A good pair of nice flat boots that can be worn with jeans or skirts or dresses. These are the best thing I own.
posted by something something at 12:33 PM on February 10, 2011 [5 favorites]


This is less of a specific-item-recommendation and more of a mentality idea, but I've started asking myself "am I in love with this?" before I decide to take it to the counter and buy it. Regardless of how much it's on sale, if deep down I don't really have to have it, I leave it on the rack. I've spent significantly less money this way, and my closet isn't bursting with clothes that I only felt "meh" about to begin with.

That said, I've always been thrilled with my finds on Anthropologie's clearance racks.
posted by litnerd at 12:36 PM on February 10, 2011 [7 favorites]


Black collarless, long-sleeved flat knit cardigan. No buttons, no ribbed cuffs, just plain, hits about mid-hip from Eileen Fisher.
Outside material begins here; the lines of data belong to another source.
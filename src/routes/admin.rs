//! Administrator approval workflow.
//!
//! GET  /admin/appointments                - Every appointment, newest first
//! POST /admin/appointments/{id}/approve   - Pending -> Approved
//! POST /admin/appointments/{id}/complete  - Approved -> Completed

use axum::extract::Path;
use axum::routing::{get, post};
use axum::{Extension, Json, Router};
use tracing::info;

use super::identity::Admin;
use crate::booking::SharedBooking;
use crate::error::BookingResult;
use crate::models::{ApiResponse, Appointment};

/// Build the admin router.
pub fn router() -> Router {
    Router::new()
        .route("/admin/appointments", get(list_appointments))
        .route("/admin/appointments/{id}/approve", post(approve_appointment))
        .route("/admin/appointments/{id}/complete", post(complete_appointment))
}

async fn list_appointments(
    Extension(booking): Extension<SharedBooking>,
    _admin: Admin,
) -> BookingResult<Json<ApiResponse<Vec<Appointment>>>> {
    let appointments = booking.all_appointments().await?;
    Ok(Json(ApiResponse {
        message: format!("{} appointments", appointments.len()),
        data: appointments,
    }))
}

async fn approve_appointment(
    Extension(booking): Extension<SharedBooking>,
    Admin(admin): Admin,
    Path(id): Path<i32>,
) -> BookingResult<Json<ApiResponse<Appointment>>> {
    let appointment = booking.approve(id).await?;
    info!("Appointment {} approved by {}", id, admin.user_id);
    Ok(Json(ApiResponse {
        data: appointment,
        message: "Appointment approved".to_string(),
    }))
}

async fn complete_appointment(
    Extension(booking): Extension<SharedBooking>,
    Admin(admin): Admin,
    Path(id): Path<i32>,
) -> BookingResult<Json<ApiResponse<Appointment>>> {
    let appointment = booking.complete(id).await?;
    info!("Appointment {} completed by {}", id, admin.user_id);
    Ok(Json(ApiResponse {
        data: appointment,
        message: "Appointment marked as completed".to_string(),
    }))
}
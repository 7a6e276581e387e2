//! # Gym Booking Service Library
//!
//! Exposes the Axum router and the booking engine so integration tests can
//! create an in-process server without a database.

pub mod booking;
pub mod config;
pub mod db;
pub mod error;
pub mod models;
pub mod reports;
pub mod repository;
pub mod routes;
pub mod seed;

use std::sync::Arc;

use axum::{Extension, Router};
use tower_http::cors::CorsLayer;
use tower_http::trace::TraceLayer;

use booking::{BookingEngine, SharedBooking};
use repository::SharedRepository;

/// Build the Axum router with all route modules and middleware.
///
/// The booking engine is built over the given store, so the same router
/// serves PostgreSQL in production and the memory store in tests.
pub fn create_app(repo: SharedRepository) -> Router {
    let booking: SharedBooking = Arc::new(BookingEngine::new(Arc::clone(&repo)));

    Router::new()
        .merge(routes::reports::router())
        .merge(routes::appointments::router())
        .merge(routes::admin::router())
        .merge(routes::health::router())
        .layer(Extension(booking))
        .layer(Extension(repo))
        .layer(TraceLayer::new_for_http())
        .layer(CorsLayer::permissive())
}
Works over sequins or teeshirts, doesn't wrinkle. Less stiff than a blazer.
posted by Ideefixe at 12:36 PM on February 10, 2011 [1 favorite]


Slim black blazer. It works as light outerwear, looks professional at work, looks casual but put together with jeans, layers well over all kinds of dresses.
posted by mchorn at 12:39 PM on February 10, 2011 [9 favorites]


Get a rock solid handbag.

I've got a deep red leather handbag from Andrew Marc that cost a pretty penny new, but I have carried that bag with me every single work day for the past 3 years. It's not over sized, but can carry my lunch + basic necessities and is well finished. Over time it's become more "distressed" but that's adding character to the leather, not actually looking shabby. Also since it's red it can go with brown, black and grey jackets equally well AND I don't misplace it because hey, it's BRIGHT RED.

Prior to this handbag, I'd get a cheap knock off, that would last only 6 months, and be disspointed that I was constantly looking for a new bag. (I hate shopping)

It's very much the principle behind Captain Samuel Vimes "Boots" theory of socioeconomic unfairness: "But the thing was that good boots lasted for years and years. A man who could afford fifty dollars had a pair of boots that'd still be keeping his feet dry in ten year's time, while a poor man who could only afford cheap boots would have spent a hundred dollars on boots in the same time and would still have wet feet."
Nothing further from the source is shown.